Bloomberg News

GE’s Immelt Keeps Takeover Focus on Deals Up to $3 Billion

March 09, 2012

General Electric Co. (GE) will focus this year on dividend increases and making acquisitions of as much as $3 billion to reward shareholders in a “continuously unstable” global economy, Chief Executive Officer Jeffrey Immelt said.

“Don’t look for any big deals in 2012,” Immelt wrote in his annual letter to shareholders. Keeping purchases in a range of $1 billion to $3 billion and in familiar fields “improves our chance for success,” he wrote.

GE is digesting $11 billion in energy-related acquisitions completed in 2011, including Dresser Inc. (DRC) and Lineage Power Holdings Inc.
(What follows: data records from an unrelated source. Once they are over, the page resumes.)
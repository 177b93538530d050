mod activity;
mod admin;
mod config;
mod db;
mod embeddings;
mod errors;
mod feed;
mod models;
mod onboarding;
mod paintings;
mod room;
mod routes;
mod saved;
mod state;
mod vision_client;
mod visitor;

use anyhow::Result;
use aws_config::Region;
use aws_sdk_s3::config::Credentials;
use std::net::SocketAddr;
use std::sync::Arc;
use tower_http::{cors::CorsLayer, trace::TraceLayer};
use tracing::info;
use tracing_subscriber::{layer::SubscriberExt, util::SubscriberInitExt, EnvFilter};

use crate::activity::buffer::ActivityBuffer;
use crate::config::Config;
use crate::db::create_pool;
use crate::embeddings::ClipEmbedder;
use crate::routes::build_router;
use crate::state::AppState;
use crate::vision_client::VisionClient;

#[tokio::main]
async fn main() -> Result<()> {
    // Load configuration first (fails on missing required env vars)
    let config = Config::from_env()?;

    // Initialize structured logging
    tracing_subscriber::registry()
        .with(EnvFilter::try_from_default_env().unwrap_or_else(|_| {
            EnvFilter::new(format!("artwall_api={}", &config.rust_log))
        }))
        .with(tracing_subscriber::fmt::layer())
        .init();

    info!("Starting ArtWall API v{}", env!("CARGO_PKG_VERSION"));

    // Initialize PostgreSQL
    let pool = create_pool(&config.database_url).await?;

    // Initialize S3 / MinIO
    let s3 = build_s3_client(&config).await;
    info!("S3 client initialized");

    // Initialize vision client
    let vision = VisionClient::new(config.anthropic_api_key.clone());
    info!("Vision client initialized (model: {})", vision_client::MODEL);

    // Initialize embedding client
    let embedder = Arc::new(ClipEmbedder::new(config.clip_service_url.clone()));
    info!("Embedding client initialized ({})", config.clip_service_url);

    // Activity buffer: owned here, flushed on an interval and on shutdown
    let activity = ActivityBuffer::new(pool.clone());
    let flusher = activity.spawn_flusher();

    // Build app state
    let state = AppState {
        db: pool,
        s3,
        vision,
        embedder,
        activity: Arc::clone(&activity),
        config: config.clone(),
    };

    // Build router
    let app = build_router(state)
        .layer(TraceLayer::new_for_http())
        .layer(CorsLayer::permissive()); // TODO: tighten CORS in production

    let addr: SocketAddr = format!("0.0.0.0:{}", config.port).parse()?;
    info!("Listening on {addr}");

    let listener = tokio::net::TcpListener::bind(addr).await?;
    axum::serve(listener, app)
        .with_graceful_shutdown(shutdown_signal())
        .await?;

    // Teardown: stop the interval task (waiting out any flush it has in
    // flight), then drain whatever is still queued.
    flusher.stop().await;
    let queued = activity.pending();
    if queued > 0 {
        match activity.flush().await {
            Ok(count) => info!("Final activity flush wrote {count} events"),
            Err(e) => tracing::error!("Final activity flush failed, {queued} events dropped: {e}"),
        }
    }

    Ok(())
}

async fn shutdown_signal() {
    tokio::signal::ctrl_c()
        .await
        .expect("Failed to install Ctrl+C handler");
    info!("Shutdown signal received");
}

/// Constructs an S3 client configured for MinIO (local) or AWS (production).
async fn build_s3_client(config: &Config) -> aws_sdk_s3::Client {
    let credentials = Credentials::new(
        &config.aws_access_key_id,
        &config.aws_secret_access_key,
        None,
        None,
        "artwall-static",
    );

    let s3_config = aws_config::defaults(aws_config::BehaviorVersion::latest())
        .region(Region::new("us-east-1"))
        .credentials_provider(credentials)
        .endpoint_url(&config.s3_endpoint)
        .load()
        .await;

    aws_sdk_s3::Client::new(&s3_config)
}
use serde::{Deserialize, Serialize};
use sqlx::FromRow;

/// Row returned by the feed ranking queries. `similarity` is computed in SQL:
/// either `1 - (embedding <=> signal)` or a constant 1.0 on the recency path.
#[derive(Debug, Clone, FromRow)]
pub struct FeedPaintingRow {
    pub id: String,
    pub title: String,
    pub title_en: Option<String>,
    pub artist: String,
    pub artist_en: Option<String>,
    pub year: Option<i32>,
    pub style: Option<String>,
    pub image_url: String,
    pub tags: Vec<String>,
    pub aspect_ratio: Option<String>,
    pub similarity: f64,
}

/// Wire shape of a feed item.
#[derive(Debug, Clone, Serialize)]
#[serde(rename_all = "camelCase")]
pub struct FeedPainting {
    pub id: String,
    pub title: String,
    pub title_en: Option<String>,
    pub artist: String,
    pub artist_en: Option<String>,
    pub year: Option<i32>,
    pub style: Option<String>,
    pub image_url: String,
    pub tags: Vec<String>,
    pub aspect_ratio: Option<String>,
    pub similarity: f64,
}

impl From<FeedPaintingRow> for FeedPainting {
    fn from(row: FeedPaintingRow) -> Self {
        FeedPainting {
            id: row.id,
            title: row.title,
            title_en: row.title_en,
            artist: row.artist,
            artist_en: row.artist_en,
            year: row.year,
            style: row.style,
            image_url: row.image_url,
            tags: row.tags,
            aspect_ratio: row.aspect_ratio,
            similarity: row.similarity,
        }
    }
}

/// Full catalog record, as served by the painting-detail endpoint.
#[derive(Debug, Clone, FromRow)]
pub struct PaintingDetailRow {
    pub id: String,
    pub title: String,
    pub title_en: Option<String>,
    pub artist: String,
    pub artist_en: Option<String>,
    pub year: Option<i32>,
    pub style: Option<String>,
    pub image_url: String,
    pub image_hd_url: Option<String>,
    pub source: Option<String>,
    pub source_url: Option<String>,
    pub license: Option<String>,
    pub tags: Vec<String>,
    pub aspect_ratio: Option<String>,
}

#[derive(Debug, Clone, Serialize)]
#[serde(rename_all = "camelCase")]
pub struct PaintingDetail {
    pub id: String,
    pub title: String,
    pub title_en: Option<String>,
    pub artist: String,
    pub artist_en: Option<String>,
    pub year: Option<i32>,
    pub style: Option<String>,
    pub image_url: String,
    pub image_hd_url: Option<String>,
    pub source: Option<String>,
    pub source_url: Option<String>,
    pub license: Option<String>,
    pub tags: Vec<String>,
    pub aspect_ratio: Option<String>,
    pub is_saved: bool,
}

impl PaintingDetail {
    pub fn from_row(row: PaintingDetailRow, is_saved: bool) -> Self {
        PaintingDetail {
            id: row.id,
            title: row.title,
            title_en: row.title_en,
            artist: row.artist,
            artist_en: row.artist_en,
            year: row.year,
            style: row.style,
            image_url: row.image_url,
            image_hd_url: row.image_hd_url,
            source: row.source,
            source_url: row.source_url,
            license: row.license,
            tags: row.tags,
            aspect_ratio: row.aspect_ratio,
            is_saved,
        }
    }
}

/// Compact shape used by the saved-paintings listing.
#[derive(Debug, Clone, Serialize, FromRow)]
#[serde(rename_all = "camelCase")]
pub struct SavedPainting {
    pub id: String,
    pub title: String,
    pub title_en: Option<String>,
    pub artist: String,
    pub artist_en: Option<String>,
    pub year: Option<i32>,
    pub style: Option<String>,
    pub image_url: String,
    pub aspect_ratio: Option<String>,
}

/// A painting record as submitted to the admin batch importer.
#[derive(Debug, Clone, Deserialize)]
#[serde(rename_all = "camelCase")]
pub struct PaintingInput {
    pub id: String,
    pub title: String,
    pub title_en: Option<String>,
    pub artist: String,
    pub artist_en: Option<String>,
    pub year: Option<i32>,
    pub style: Option<String>,
    pub image_url: String,
    pub image_hd_url: Option<String>,
    pub source: Option<String>,
    pub source_url: Option<String>,
    pub license: Option<String>,
    #[serde(default)]
    pub tags: Vec<String>,
    pub aspect_ratio: Option<String>,
}
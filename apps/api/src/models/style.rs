use serde::Serialize;
use sqlx::FromRow;

/// A home-style archetype. The precomputed `embedding` column is only ever
/// touched inside the feed ranking SQL, so it is not mapped here.
#[derive(Debug, Clone, FromRow)]
pub struct HomeStyleRow {
    pub id: i32,
    pub name: String,
    pub name_en: Option<String>,
    pub image_url: String,
}

#[derive(Debug, Clone, Serialize)]
#[serde(rename_all = "camelCase")]
pub struct HomeStyle {
    pub id: i32,
    pub name: String,
    pub name_en: Option<String>,
    pub image_url: String,
}

impl From<HomeStyleRow> for HomeStyle {
    fn from(row: HomeStyleRow) -> Self {
        HomeStyle {
            id: row.id,
            name: row.name,
            name_en: row.name_en,
            image_url: row.image_url,
        }
    }
}
use chrono::{DateTime, Utc};
use serde::Serialize;
use serde_json::Value;
use sqlx::FromRow;

/// Tracks one asynchronous bulk-import/embedding run.
#[derive(Debug, Clone, Serialize, FromRow)]
#[serde(rename_all = "camelCase")]
pub struct BatchJobRow {
    pub id: String,
    pub status: String,
    pub total: i32,
    pub processed: i32,
    pub failed: i32,
    pub failed_items: Option<Value>,
    pub created_at: DateTime<Utc>,
    pub completed_at: Option<DateTime<Utc>>,
}

/// Per-item outcome within a batch. Failures are data, not errors: the
/// batch loop records them and keeps going.
#[derive(Debug, Clone, Serialize)]
#[serde(rename_all = "camelCase")]
pub struct BatchItemResult {
    pub id: String,
    pub status: ItemStatus,
    #[serde(skip_serializing_if = "Option::is_none")]
    pub error: Option<String>,
}

#[derive(Debug, Clone, Copy, PartialEq, Eq, Serialize)]
#[serde(rename_all = "snake_case")]
pub enum ItemStatus {
    Imported,
    Skipped,
    Failed,
}

impl BatchItemResult {
    pub fn imported(id: &str) -> Self {
        BatchItemResult {
            id: id.to_string(),
            status: ItemStatus::Imported,
            error: None,
        }
    }

    pub fn skipped(id: &str) -> Self {
        BatchItemResult {
            id: id.to_string(),
            status: ItemStatus::Skipped,
            error: None,
        }
    }

    pub fn failed(id: &str, error: impl Into<String>) -> Self {
        BatchItemResult {
            id: id.to_string(),
            status: ItemStatus::Failed,
            error: Some(error.into()),
        }
    }
}
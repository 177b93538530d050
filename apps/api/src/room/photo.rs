//! Room-photo upload validation and object-key layout.
//!
//! Validation runs before any storage or database write: an oversized or
//! non-image upload must not create or mutate a preference row.

use crate::errors::AppError;

/// Maximum accepted room-photo size: 10 MB.
pub const MAX_UPLOAD_BYTES: usize = 10 * 1024 * 1024;

pub fn validate_upload(content_type: Option<&str>, size: usize) -> Result<(), AppError> {
    let content_type =
        content_type.ok_or_else(|| AppError::Validation("File must be an image".to_string()))?;
    if !content_type.starts_with("image/") {
        return Err(AppError::Validation("File must be an image".to_string()));
    }
    if size > MAX_UPLOAD_BYTES {
        return Err(AppError::Validation(
            "File size must be less than 10MB".to_string(),
        ));
    }
    Ok(())
}

/// Object key: `room-photos/{visitor}/{millis}.{ext}`, extension taken from
/// the MIME subtype with a jpg fallback.
pub fn object_key(visitor_id: &str, content_type: &str, timestamp_millis: i64) -> String {
    let ext = content_type.split('/').nth(1).unwrap_or("jpg");
    format!("room-photos/{visitor_id}/{timestamp_millis}.{ext}")
}

#[cfg(test)]
mod tests {
    use super::*;

    #[test]
    fn test_accepts_image_under_limit() {
        assert!(validate_upload(Some("image/jpeg"), 5 * 1024 * 1024).is_ok());
    }

    #[test]
    fn test_rejects_oversized_image() {
        // 11MB must fail before any write happens
        assert!(validate_upload(Some("image/jpeg"), 11 * 1024 * 1024).is_err());
    }

    #[test]
    fn test_rejects_exact_limit_plus_one() {
        assert!(validate_upload(Some("image/png"), MAX_UPLOAD_BYTES + 1).is_err());
        assert!(validate_upload(Some("image/png"), MAX_UPLOAD_BYTES).is_ok());
    }

    #[test]
    fn test_rejects_non_image_mime() {
        assert!(validate_upload(Some("application/pdf"), 1024).is_err());
        assert!(validate_upload(None, 1024).is_err());
    }

    #[test]
    fn test_object_key_layout() {
        assert_eq!(
            object_key("v1", "image/png", 1700000000000),
            "room-photos/v1/1700000000000.png"
        );
    }

    #[test]
    fn test_object_key_falls_back_to_jpg() {
        assert_eq!(object_key("v1", "image", 42), "room-photos/v1/42.jpg");
    }
}
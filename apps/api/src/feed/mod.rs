pub mod handlers;
pub mod ranker;
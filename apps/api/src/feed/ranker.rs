//! Feed Ranker — composes the retrieval query that scores catalog items
//! against a visitor's preference signals, excludes already-shown items,
//! and paginates the result.
//!
//! Signal policy, in priority order:
//! 1. Visitor has ≥1 style selection or a learned embedding → rank by the
//!    max-of-max combined similarity (see `RANKED_SQL`): whichever signal
//!    best matches an item wins, rather than an average that would
//!    penalize diverse taste.
//! 2. Otherwise → newest catalog additions first, similarity reported as
//!    a constant 1.0 so the API surface stays uniform.

use pgvector::Vector;
use sqlx::PgPool;

use crate::errors::AppError;
use crate::models::painting::FeedPaintingRow;

pub const DEFAULT_LIMIT: i64 = 10;
pub const MAX_LIMIT: i64 = 50;

/// One ordered page of the feed plus the pagination cursor.
#[derive(Debug)]
pub struct FeedPage {
    pub paintings: Vec<FeedPaintingRow>,
    pub next_offset: Option<i64>,
    pub has_more: bool,
}

const FEED_COLUMNS: &str = "p.id, p.title, p.title_en, p.artist, p.artist_en, p.year, p.style, \
     p.image_url, p.tags, p.aspect_ratio";

/// Combined-similarity ranking. Per candidate, the score is the greater of:
/// - the best match across the visitor's selected style embeddings, and
/// - the match against the learned preference embedding ($2, may be NULL).
///
/// `1 - (a <=> b)` turns pgvector's cosine distance into a similarity.
/// Ties fall back to the store's natural order (no explicit tie-break
/// column).
const RANKED_SQL: &str = "\
    SELECT p.id, p.title, p.title_en, p.artist, p.artist_en, p.year, p.style, \
           p.image_url, p.tags, p.aspect_ratio, \
           GREATEST( \
               COALESCE(( \
                   SELECT MAX(1 - (p.embedding <=> hs.embedding)) \
                   FROM user_style_selections uss \
                   JOIN home_styles hs ON hs.id = uss.style_id \
                   WHERE uss.visitor_id = $1 \
               ), 0::float8), \
               COALESCE(1 - (p.embedding <=> $2), 0::float8) \
           ) AS similarity \
    FROM paintings p \
    WHERE p.embedding IS NOT NULL \
      AND p.id NOT IN (SELECT painting_id FROM shown_paintings WHERE visitor_id = $1) \
    ORDER BY similarity DESC \
    LIMIT $3 OFFSET $4";

/// Fetches one feed page for an (optionally identified) visitor.
///
/// Exclusion is applied before ranking/limiting, so offsets are unstable
/// across calls once new items are marked shown mid-session. Acceptable:
/// the UI consumes pages sequentially and never seeks backward.
pub async fn fetch_feed_page(
    pool: &PgPool,
    visitor_id: Option<&str>,
    offset: i64,
    limit: i64,
) -> Result<FeedPage, AppError> {
    let paintings = match visitor_id {
        Some(visitor) => {
            let learned = learned_embedding(pool, visitor).await?;
            let has_styles = has_style_selections(pool, visitor).await?;

            if learned.is_some() || has_styles {
                sqlx::query_as::<_, FeedPaintingRow>(RANKED_SQL)
                    .bind(visitor)
                    .bind(learned)
                    .bind(limit)
                    .bind(offset)
                    .fetch_all(pool)
                    .await?
            } else {
                recency_page(pool, Some(visitor), offset, limit).await?
            }
        }
        None => recency_page(pool, None, offset, limit).await?,
    };

    let (has_more, next_offset) = page_cursor(paintings.len(), offset, limit);
    Ok(FeedPage {
        paintings,
        next_offset,
        has_more,
    })
}

/// Recency fallback: newest embedded paintings first, constant similarity.
/// Known visitors still get their exclusion filter applied.
async fn recency_page(
    pool: &PgPool,
    visitor_id: Option<&str>,
    offset: i64,
    limit: i64,
) -> Result<Vec<FeedPaintingRow>, AppError> {
    let rows = match visitor_id {
        Some(visitor) => {
            let sql = format!(
                "SELECT {FEED_COLUMNS}, 1.0::float8 AS similarity \
                 FROM paintings p \
                 WHERE p.embedding IS NOT NULL \
                   AND p.id NOT IN (SELECT painting_id FROM shown_paintings WHERE visitor_id = $1) \
                 ORDER BY p.created_at DESC \
                 LIMIT $2 OFFSET $3"
            );
            sqlx::query_as::<_, FeedPaintingRow>(&sql)
                .bind(visitor)
                .bind(limit)
                .bind(offset)
                .fetch_all(pool)
                .await?
        }
        None => {
            let sql = format!(
                "SELECT {FEED_COLUMNS}, 1.0::float8 AS similarity \
                 FROM paintings p \
                 WHERE p.embedding IS NOT NULL \
                 ORDER BY p.created_at DESC \
                 LIMIT $1 OFFSET $2"
            );
            sqlx::query_as::<_, FeedPaintingRow>(&sql)
                .bind(limit)
                .bind(offset)
                .fetch_all(pool)
                .await?
        }
    };
    Ok(rows)
}

async fn learned_embedding(pool: &PgPool, visitor_id: &str) -> Result<Option<Vector>, AppError> {
    let embedding: Option<Option<Vector>> =
        sqlx::query_scalar("SELECT embedding FROM user_preferences WHERE visitor_id = $1")
            .bind(visitor_id)
            .fetch_optional(pool)
            .await?;
    Ok(embedding.flatten())
}

async fn has_style_selections(pool: &PgPool, visitor_id: &str) -> Result<bool, AppError> {
    let count: i64 =
        sqlx::query_scalar("SELECT COUNT(*) FROM user_style_selections WHERE visitor_id = $1")
            .bind(visitor_id)
            .fetch_one(pool)
            .await?;
    Ok(count > 0)
}

/// Records the served page into the exclusion ledger.
///
/// The preference row is upserted first (no-op if it exists), then all
/// returned ids go in through a single parameterized multi-row upsert —
/// re-serving a frozen result set refreshes `shown_at` instead of erroring,
/// which also makes concurrent same-visitor requests race-safe.
pub async fn mark_shown(
    pool: &PgPool,
    visitor_id: &str,
    painting_ids: &[String],
) -> Result<(), AppError> {
    if painting_ids.is_empty() {
        return Ok(());
    }

    sqlx::query(
        "INSERT INTO user_preferences (visitor_id) VALUES ($1) \
         ON CONFLICT (visitor_id) DO NOTHING",
    )
    .bind(visitor_id)
    .execute(pool)
    .await?;

    sqlx::query(
        "INSERT INTO shown_paintings (visitor_id, painting_id, shown_at) \
         SELECT $1, t.painting_id, NOW() FROM unnest($2::text[]) AS t(painting_id) \
         ON CONFLICT (visitor_id, painting_id) DO UPDATE SET shown_at = NOW()",
    )
    .bind(visitor_id)
    .bind(painting_ids)
    .execute(pool)
    .await?;

    Ok(())
}

/// Clamps the client-requested page size to `[1, MAX_LIMIT]`,
/// defaulting to `DEFAULT_LIMIT`.
pub fn clamp_limit(requested: Option<i64>) -> i64 {
    requested.unwrap_or(DEFAULT_LIMIT).clamp(1, MAX_LIMIT)
}

/// `hasMore` is inferred from a full page. This misreports "no more"
/// exactly when the catalog holds precisely `offset + limit` matching
/// items — a known limitation carried over deliberately.
pub fn page_cursor(returned: usize, offset: i64, limit: i64) -> (bool, Option<i64>) {
    let has_more = returned as i64 == limit;
    let next_offset = has_more.then_some(offset + limit);
    (has_more, next_offset)
}

#[cfg(test)]
mod tests {
    use super::*;

    #[test]
    fn test_clamp_limit_defaults() {
        assert_eq!(clamp_limit(None), DEFAULT_LIMIT);
    }

    #[test]
    fn test_clamp_limit_caps_at_max() {
        assert_eq!(clamp_limit(Some(500)), MAX_LIMIT);
        assert_eq!(clamp_limit(Some(50)), 50);
    }

    #[test]
    fn test_clamp_limit_floor() {
        assert_eq!(clamp_limit(Some(0)), 1);
        assert_eq!(clamp_limit(Some(-3)), 1);
    }

    #[test]
    fn test_page_cursor_full_page() {
        let (has_more, next) = page_cursor(10, 20, 10);
        assert!(has_more);
        assert_eq!(next, Some(30));
    }

    #[test]
    fn test_page_cursor_short_page() {
        let (has_more, next) = page_cursor(3, 20, 10);
        assert!(!has_more);
        assert_eq!(next, None);
    }

    #[test]
    fn test_page_cursor_empty_page() {
        let (has_more, next) = page_cursor(0, 0, 10);
        assert!(!has_more);
        assert_eq!(next, None);
    }
}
For 2012, the Fairfield, Connecticut-based company is emphasizing international markets, seeking to boost sales in faster-growing, resource-rich countries from China to Australia to Peru by 15 percent to about $40 billion, Immelt wrote.

“I would argue that when the environment is continuously unstable, it is no longer volatile,” wrote Immelt, 56. “Rather, we have entered a new economic era.”

Sales outside the U.S. were a highlight of GE’s March 7 presentation to investors in Rio de Janeiro. Vice Chairman John Rice cited China, Australia and Peru as being among the so- called growth markets that GE projects will account for half its industrial revenue by 2020.

Raising GE’s dividend is “one of our top priorities,” Immelt wrote. The company has increased its quarterly payout, now at 17 cents a share, four times since July 2010.

In 2009, GE cut the dividend to 10 cents from 31 cents, the first reduction since the Great Depression, as the global recession and credit crunch sapped profit at its finance unit and threatened the company’s credit rating.

The shares rose less than 0.1 percent to $19.04 at the close in New York. It was GE’s third straight daily gain.